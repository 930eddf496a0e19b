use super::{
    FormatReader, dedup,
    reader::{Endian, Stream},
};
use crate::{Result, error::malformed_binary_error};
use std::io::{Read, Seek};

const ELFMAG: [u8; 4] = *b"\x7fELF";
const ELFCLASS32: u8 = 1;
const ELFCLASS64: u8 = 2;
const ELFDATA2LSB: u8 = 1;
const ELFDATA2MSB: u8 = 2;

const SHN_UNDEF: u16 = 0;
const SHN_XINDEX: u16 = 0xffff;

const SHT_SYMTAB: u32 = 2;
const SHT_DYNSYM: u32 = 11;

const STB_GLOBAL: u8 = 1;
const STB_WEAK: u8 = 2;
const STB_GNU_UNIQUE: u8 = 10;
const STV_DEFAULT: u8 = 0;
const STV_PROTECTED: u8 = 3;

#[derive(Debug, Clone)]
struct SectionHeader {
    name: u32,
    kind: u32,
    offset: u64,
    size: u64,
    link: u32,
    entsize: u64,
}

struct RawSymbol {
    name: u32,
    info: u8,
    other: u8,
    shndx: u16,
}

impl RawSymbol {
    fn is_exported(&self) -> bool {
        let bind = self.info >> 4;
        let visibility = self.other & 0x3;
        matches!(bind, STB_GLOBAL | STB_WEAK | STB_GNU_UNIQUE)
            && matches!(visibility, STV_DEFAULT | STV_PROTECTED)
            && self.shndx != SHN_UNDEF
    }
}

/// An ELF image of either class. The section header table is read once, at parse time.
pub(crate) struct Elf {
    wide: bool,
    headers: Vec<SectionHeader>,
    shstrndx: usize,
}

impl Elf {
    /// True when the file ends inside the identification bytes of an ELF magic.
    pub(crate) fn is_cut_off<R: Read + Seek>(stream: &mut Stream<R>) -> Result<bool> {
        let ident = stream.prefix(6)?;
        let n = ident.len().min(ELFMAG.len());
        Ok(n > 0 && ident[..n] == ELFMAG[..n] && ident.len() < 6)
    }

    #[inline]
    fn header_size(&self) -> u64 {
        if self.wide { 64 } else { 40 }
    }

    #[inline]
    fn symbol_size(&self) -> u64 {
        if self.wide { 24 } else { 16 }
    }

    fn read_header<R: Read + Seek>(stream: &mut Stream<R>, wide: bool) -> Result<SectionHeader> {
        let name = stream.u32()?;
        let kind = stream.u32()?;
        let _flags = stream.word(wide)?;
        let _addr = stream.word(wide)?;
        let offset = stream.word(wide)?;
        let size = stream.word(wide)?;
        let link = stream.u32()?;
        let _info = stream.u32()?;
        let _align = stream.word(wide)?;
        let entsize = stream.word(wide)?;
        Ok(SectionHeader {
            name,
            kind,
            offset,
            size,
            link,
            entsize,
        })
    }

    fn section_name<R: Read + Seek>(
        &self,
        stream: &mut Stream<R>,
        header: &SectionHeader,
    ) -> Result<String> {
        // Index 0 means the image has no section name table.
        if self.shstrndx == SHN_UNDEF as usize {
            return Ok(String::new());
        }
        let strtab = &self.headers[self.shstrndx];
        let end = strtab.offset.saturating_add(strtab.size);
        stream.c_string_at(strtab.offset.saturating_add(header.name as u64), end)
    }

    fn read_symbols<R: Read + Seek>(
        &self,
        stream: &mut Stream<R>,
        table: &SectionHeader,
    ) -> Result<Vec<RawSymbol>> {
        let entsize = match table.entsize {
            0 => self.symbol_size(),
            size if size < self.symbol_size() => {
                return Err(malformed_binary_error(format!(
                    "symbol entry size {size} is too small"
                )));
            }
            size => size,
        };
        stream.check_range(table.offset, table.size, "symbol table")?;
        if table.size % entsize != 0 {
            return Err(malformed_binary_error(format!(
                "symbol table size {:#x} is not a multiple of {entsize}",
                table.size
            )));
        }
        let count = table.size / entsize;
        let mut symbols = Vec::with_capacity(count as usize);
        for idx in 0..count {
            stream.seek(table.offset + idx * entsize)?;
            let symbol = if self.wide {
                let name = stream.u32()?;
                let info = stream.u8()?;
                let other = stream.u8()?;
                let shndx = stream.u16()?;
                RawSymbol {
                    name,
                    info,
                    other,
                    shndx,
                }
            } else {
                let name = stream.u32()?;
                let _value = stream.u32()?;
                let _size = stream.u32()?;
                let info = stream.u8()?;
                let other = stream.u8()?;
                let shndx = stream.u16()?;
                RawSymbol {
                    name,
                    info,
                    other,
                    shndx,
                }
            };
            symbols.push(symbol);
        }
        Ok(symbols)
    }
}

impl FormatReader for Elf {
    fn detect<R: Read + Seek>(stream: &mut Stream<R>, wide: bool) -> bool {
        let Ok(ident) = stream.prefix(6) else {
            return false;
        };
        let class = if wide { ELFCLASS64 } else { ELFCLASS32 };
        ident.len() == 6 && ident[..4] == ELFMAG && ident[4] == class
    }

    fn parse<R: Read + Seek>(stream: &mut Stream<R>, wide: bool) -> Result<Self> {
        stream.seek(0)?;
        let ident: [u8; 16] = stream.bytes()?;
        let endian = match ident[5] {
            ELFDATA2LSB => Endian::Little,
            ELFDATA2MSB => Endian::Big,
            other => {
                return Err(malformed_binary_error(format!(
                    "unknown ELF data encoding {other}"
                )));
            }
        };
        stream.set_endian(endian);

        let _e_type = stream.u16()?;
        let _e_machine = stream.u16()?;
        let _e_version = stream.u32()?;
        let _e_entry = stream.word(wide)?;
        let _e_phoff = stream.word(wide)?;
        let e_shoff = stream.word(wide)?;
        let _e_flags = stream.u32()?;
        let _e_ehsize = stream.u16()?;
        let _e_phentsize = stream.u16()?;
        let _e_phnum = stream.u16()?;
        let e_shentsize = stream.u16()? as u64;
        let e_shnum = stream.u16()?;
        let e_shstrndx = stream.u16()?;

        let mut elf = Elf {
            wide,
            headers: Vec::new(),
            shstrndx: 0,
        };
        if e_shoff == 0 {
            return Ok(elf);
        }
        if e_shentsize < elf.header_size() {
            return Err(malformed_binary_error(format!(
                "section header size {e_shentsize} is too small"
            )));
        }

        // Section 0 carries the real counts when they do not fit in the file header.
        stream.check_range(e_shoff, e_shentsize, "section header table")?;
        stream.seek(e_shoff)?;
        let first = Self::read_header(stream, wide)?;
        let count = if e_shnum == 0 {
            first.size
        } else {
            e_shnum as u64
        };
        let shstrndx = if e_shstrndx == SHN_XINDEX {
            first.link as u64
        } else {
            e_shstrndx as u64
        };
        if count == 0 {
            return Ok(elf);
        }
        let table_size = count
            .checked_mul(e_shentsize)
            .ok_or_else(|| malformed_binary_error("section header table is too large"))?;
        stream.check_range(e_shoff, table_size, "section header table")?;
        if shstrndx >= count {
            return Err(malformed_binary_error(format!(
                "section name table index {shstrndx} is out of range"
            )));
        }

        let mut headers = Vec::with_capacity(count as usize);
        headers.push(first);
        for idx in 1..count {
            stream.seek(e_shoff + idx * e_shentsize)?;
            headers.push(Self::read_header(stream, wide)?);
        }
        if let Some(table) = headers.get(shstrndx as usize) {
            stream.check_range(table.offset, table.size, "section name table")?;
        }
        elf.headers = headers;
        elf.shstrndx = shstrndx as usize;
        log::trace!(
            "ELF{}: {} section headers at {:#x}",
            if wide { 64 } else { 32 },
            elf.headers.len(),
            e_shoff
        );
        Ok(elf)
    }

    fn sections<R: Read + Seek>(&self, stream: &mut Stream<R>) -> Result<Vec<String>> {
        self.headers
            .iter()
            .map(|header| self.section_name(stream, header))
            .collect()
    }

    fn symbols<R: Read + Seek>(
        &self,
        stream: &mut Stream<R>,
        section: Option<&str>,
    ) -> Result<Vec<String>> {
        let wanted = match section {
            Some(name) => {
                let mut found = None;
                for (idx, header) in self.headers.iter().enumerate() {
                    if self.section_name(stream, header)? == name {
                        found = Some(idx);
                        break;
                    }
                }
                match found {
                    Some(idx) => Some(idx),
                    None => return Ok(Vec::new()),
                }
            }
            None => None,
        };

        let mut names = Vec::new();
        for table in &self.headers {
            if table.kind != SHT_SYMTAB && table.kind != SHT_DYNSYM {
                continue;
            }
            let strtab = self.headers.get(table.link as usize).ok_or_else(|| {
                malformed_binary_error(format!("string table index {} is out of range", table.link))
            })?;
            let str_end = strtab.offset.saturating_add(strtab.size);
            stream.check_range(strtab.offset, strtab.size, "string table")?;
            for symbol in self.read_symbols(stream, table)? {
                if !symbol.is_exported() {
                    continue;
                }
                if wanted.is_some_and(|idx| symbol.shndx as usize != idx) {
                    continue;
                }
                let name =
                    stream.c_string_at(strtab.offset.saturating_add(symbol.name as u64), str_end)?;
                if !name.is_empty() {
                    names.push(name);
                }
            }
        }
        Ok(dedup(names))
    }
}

Exercise description - Copy all lines from the material above that hold the word "Result".

Exercise solution -
use crate::{Result, error::malformed_binary_error};
    pub(crate) fn is_cut_off<R: Read + Seek>(stream: &mut Stream<R>) -> Result<bool> {
    fn read_header<R: Read + Seek>(stream: &mut Stream<R>, wide: bool) -> Result<SectionHeader> {
    ) -> Result<String> {
    ) -> Result<Vec<RawSymbol>> {
    fn parse<R: Read + Seek>(stream: &mut Stream<R>, wide: bool) -> Result<Self> {
    fn sections<R: Read + Seek>(&self, stream: &mut Stream<R>) -> Result<Vec<String>> {
    ) -> Result<Vec<String>> {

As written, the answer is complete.